Let me know in case any questions
It took me longer to come back to the ticket than I expected. I think your solution @emate is great, specially if no use of code is prefered. Maybe you could share also the 'flow' to see how it looks? Unless for @OlivierW is not necessary.
It would be interesting to have access to more advanced functions when grouping or windowing data. What you are trying to do here is called "sigma clipped average" in astronomy data reduction, and is not a complicated formula. But it is not easy to implement with SQL, which is the only option available when using custom grouping.
Thanks for your advice which was very useful. With the snapshots and the project, I was able to apply it to my dataset. I just add to extract year and month from the date, and use item / year / month for the partition before the calculation of the average. This way, I obtain a monthly average and not a daily one.

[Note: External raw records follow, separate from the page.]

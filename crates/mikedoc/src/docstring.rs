//! Docstring parsing and representation
//!
//! A docstring is made of an untagged description followed by optional
//! sections introduced by bracketed headers:
//!
//! ```text
//! Compute the answer.
//!
//! [param]
//! - arg: Argument
//! - code: Integer
//!
//! [return]
//! An integer
//!
//! [except]
//! - ValueError: when `code` is negative
//! ```
//!
//! Headers are case-insensitive and accept synonyms (`args`, `returns`,
//! `raises`, ...). Unknown headers are skipped along with their content.

use crate::hyphen_list::HyphenatedList;
use lazy_static::lazy_static;
use regex::Regex;
use serde::{Deserialize, Serialize};

lazy_static! {
    /// Regex for a section header line: `[name]`
    static ref HEADER_REGEX: Regex = Regex::new(r"^\[\s*([^\[\]]*?)\s*\]\s*$").unwrap();
}

/// Section keys a docstring can carry
#[derive(Debug, Clone, Copy, PartialEq, Eq, Hash, Serialize, Deserialize)]
#[serde(rename_all = "camelCase")]
pub enum SectionKey {
    /// Untagged leading block
    Description,
    /// `[param]` and synonyms
    Parameters,
    /// `[return]` and synonyms
    Returns,
    /// `[yield]` and synonyms
    Yields,
    /// `[except]` and synonyms
    Exceptions,
}

impl SectionKey {
    /// All keys in rendering order
    pub const ALL: [SectionKey; 5] = [
        SectionKey::Description,
        SectionKey::Parameters,
        SectionKey::Returns,
        SectionKey::Yields,
        SectionKey::Exceptions,
    ];

    /// Resolve a header name (already stripped of its brackets)
    pub fn from_header(header: &str) -> Option<Self> {
        match header.to_lowercase().as_str() {
            "" => Some(SectionKey::Description),
            "arg" | "args" | "argument" | "arguments" | "param" | "params" | "parameter"
            | "parameters" => Some(SectionKey::Parameters),
            "ret" | "return" | "returns" => Some(SectionKey::Returns),
            "yield" | "yields" => Some(SectionKey::Yields),
            "exc" | "except" | "exception" | "exceptions" | "raise" | "raises" => {
                Some(SectionKey::Exceptions)
            }
            _ => None,
        }
    }
}

/// Parsed docstring
///
/// Every present section holds non-empty, trimmed content; empty sections
/// are `None`.
#[derive(Debug, Clone, Default, PartialEq, Eq, Serialize, Deserialize)]
#[serde(rename_all = "camelCase")]
pub struct ParsedDocstring {
    /// Description text, line breaks preserved
    #[serde(skip_serializing_if = "Option::is_none", default)]
    pub description: Option<String>,

    /// Parameter name → description
    #[serde(skip_serializing_if = "Option::is_none", default)]
    pub parameters: Option<HyphenatedList>,

    /// Value to return
    #[serde(skip_serializing_if = "Option::is_none", default)]
    pub returns: Option<String>,

    /// Value to yield
    #[serde(skip_serializing_if = "Option::is_none", default)]
    pub yields: Option<String>,

    /// Exception name → circumstance
    #[serde(skip_serializing_if = "Option::is_none", default)]
    pub exceptions: Option<HyphenatedList>,
}

impl ParsedDocstring {
    /// Parse a docstring; a missing or blank docstring parses to an empty value
    pub fn parse(docstring: Option<&str>) -> Self {
        let text = match docstring {
            Some(text) if !text.trim().is_empty() => text,
            _ => return Self::default(),
        };

        let blocks = split_sections(text);
        let mut doc = Self::default();

        for (key, lines) in blocks {
            match key {
                SectionKey::Description => {
                    doc.description = non_empty(lines.join("\n").trim());
                }
                SectionKey::Returns => doc.returns = flatten(&lines),
                SectionKey::Yields => doc.yields = flatten(&lines),
                SectionKey::Parameters => doc.parameters = parse_list(&lines),
                SectionKey::Exceptions => doc.exceptions = parse_list(&lines),
            }
        }

        doc
    }

    /// Check if no section is present
    pub fn is_empty(&self) -> bool {
        self.keys().next().is_none()
    }

    /// Keys of the present sections, in rendering order
    pub fn keys(&self) -> impl Iterator<Item = SectionKey> + '_ {
        SectionKey::ALL.into_iter().filter(|key| self.has(*key))
    }

    /// Whether a section is present
    pub fn has(&self, key: SectionKey) -> bool {
        match key {
            SectionKey::Description => self.description.is_some(),
            SectionKey::Parameters => self.parameters.is_some(),
            SectionKey::Returns => self.returns.is_some(),
            SectionKey::Yields => self.yields.is_some(),
            SectionKey::Exceptions => self.exceptions.is_some(),
        }
    }

    /// Get the description
    pub fn description(&self) -> Option<&str> {
        self.description.as_deref()
    }

    /// Get the description or a placeholder
    pub fn description_or<'a>(&'a self, placeholder: &'a str) -> &'a str {
        self.description().unwrap_or(placeholder)
    }

    /// Get the value to return
    pub fn returns(&self) -> Option<&str> {
        self.returns.as_deref()
    }

    /// Get the value to yield
    pub fn yields(&self) -> Option<&str> {
        self.yields.as_deref()
    }

    /// Get the parameters list
    pub fn parameters(&self) -> Option<&HyphenatedList> {
        self.parameters.as_ref()
    }

    /// Get the exceptions list
    pub fn exceptions(&self) -> Option<&HyphenatedList> {
        self.exceptions.as_ref()
    }

    /// Description of a single parameter
    pub fn param(&self, name: &str) -> Option<&str> {
        self.parameters.as_ref().and_then(|p| p.get(name))
    }
}

/// Parse a docstring
///
/// Pure function; calling it twice on the same input yields equal results.
pub fn parse_docstring(docstring: Option<&str>) -> ParsedDocstring {
    ParsedDocstring::parse(docstring)
}

/// Split raw text into known sections, in first-seen order.
///
/// Lines under an unknown header are dropped. A section opened again, under
/// the same header or a synonym, replaces the earlier one; only the
/// description resumes where it left off after an empty `[]` header.
fn split_sections(text: &str) -> Vec<(SectionKey, Vec<&str>)> {
    let mut blocks: Vec<(SectionKey, Vec<&str>)> = vec![(SectionKey::Description, Vec::new())];
    let mut current = Some(SectionKey::Description);

    for line in text.lines() {
        if let Some(caps) = HEADER_REGEX.captures(line) {
            current = SectionKey::from_header(&caps[1]);
            if let Some(key) = current {
                match blocks.iter().position(|(k, _)| *k == key) {
                    Some(index) if key != SectionKey::Description => blocks[index].1.clear(),
                    Some(_) => {}
                    None => blocks.push((key, Vec::new())),
                }
            }
            continue;
        }

        let Some(key) = current else {
            continue;
        };
        if let Some((_, lines)) = blocks.iter_mut().find(|(k, _)| *k == key) {
            lines.push(line);
        }
    }

    blocks
}

fn non_empty(text: &str) -> Option<String> {
    if text.is_empty() {
        None
    } else {
        Some(text.to_string())
    }
}

/// Join trimmed non-blank lines with single spaces
fn flatten(lines: &[&str]) -> Option<String> {
    let joined = lines
        .iter()
        .map(|line| line.trim())
        .filter(|line| !line.is_empty())
        .collect::<Vec<_>>()
        .join(" ");
    non_empty(&joined)
}

fn parse_list(lines: &[&str]) -> Option<HyphenatedList> {
    let list = HyphenatedList::parse(lines.join("\n").trim());
    if list.is_empty() {
        None
    } else {
        Some(list)
    }
}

Now that I have carried out these steps, I realise I have a further question : given that I have a large number of items, it would be useful for me to calculate the drift of monthly average for each item, namely the variable :
monthly average value of current month - monthly average value of initial month. Could you advise me how to calculate it?
Hello @emate ,
I show below (highlighted in yellow) the column I would like to create. The difficulty for me is that it is not a calculation on a given line of the dataset (for example colum A @ time t1 - column B @ time t1) but a calculation on a given column between 2 different times (the time of the current line and the time of the first data point for this item).
I hope the example is clear.
I belive there are couple of ways to do it.
1) I think the fastest way is to use SparkSQL recipe
Thanks again for taking the time to look at my question.
I tried the first solution, but got an error, maybe related to the fact that I had to choose a name for the output which dataiku then could not find?
I attach the screenshots of the steps I followed and the log of the error message below.
I can think of two reasons, first is brackets or "blanks spaces" in a name of the columns. I had similar issue where i was getting erorrs, so I renamed column to elapsed_days and then SQL script worked just fine - so it might be that.
Other I dont know how you set the output exactly but I do that that way;
To be honest I have no idea why this SQL query is not working in your enviroment, I've tried it 2 times and it worked for me, since you have other solutions that works I will leave it as it is. And you can investigate this issue some other time, as sql queries comes in handy sometimes!
I am uploading the second version of the project I shared yesterday, but now adding the steps to get the table with the change of the average item values as compared to the first month.
In this case, I arrive to the solution in a different way than @emate . And this is the great thing (but sometimes it might be a curse too, if one has bad memory) about the tools available in DSS, which allows you to get to the same answer in different ways.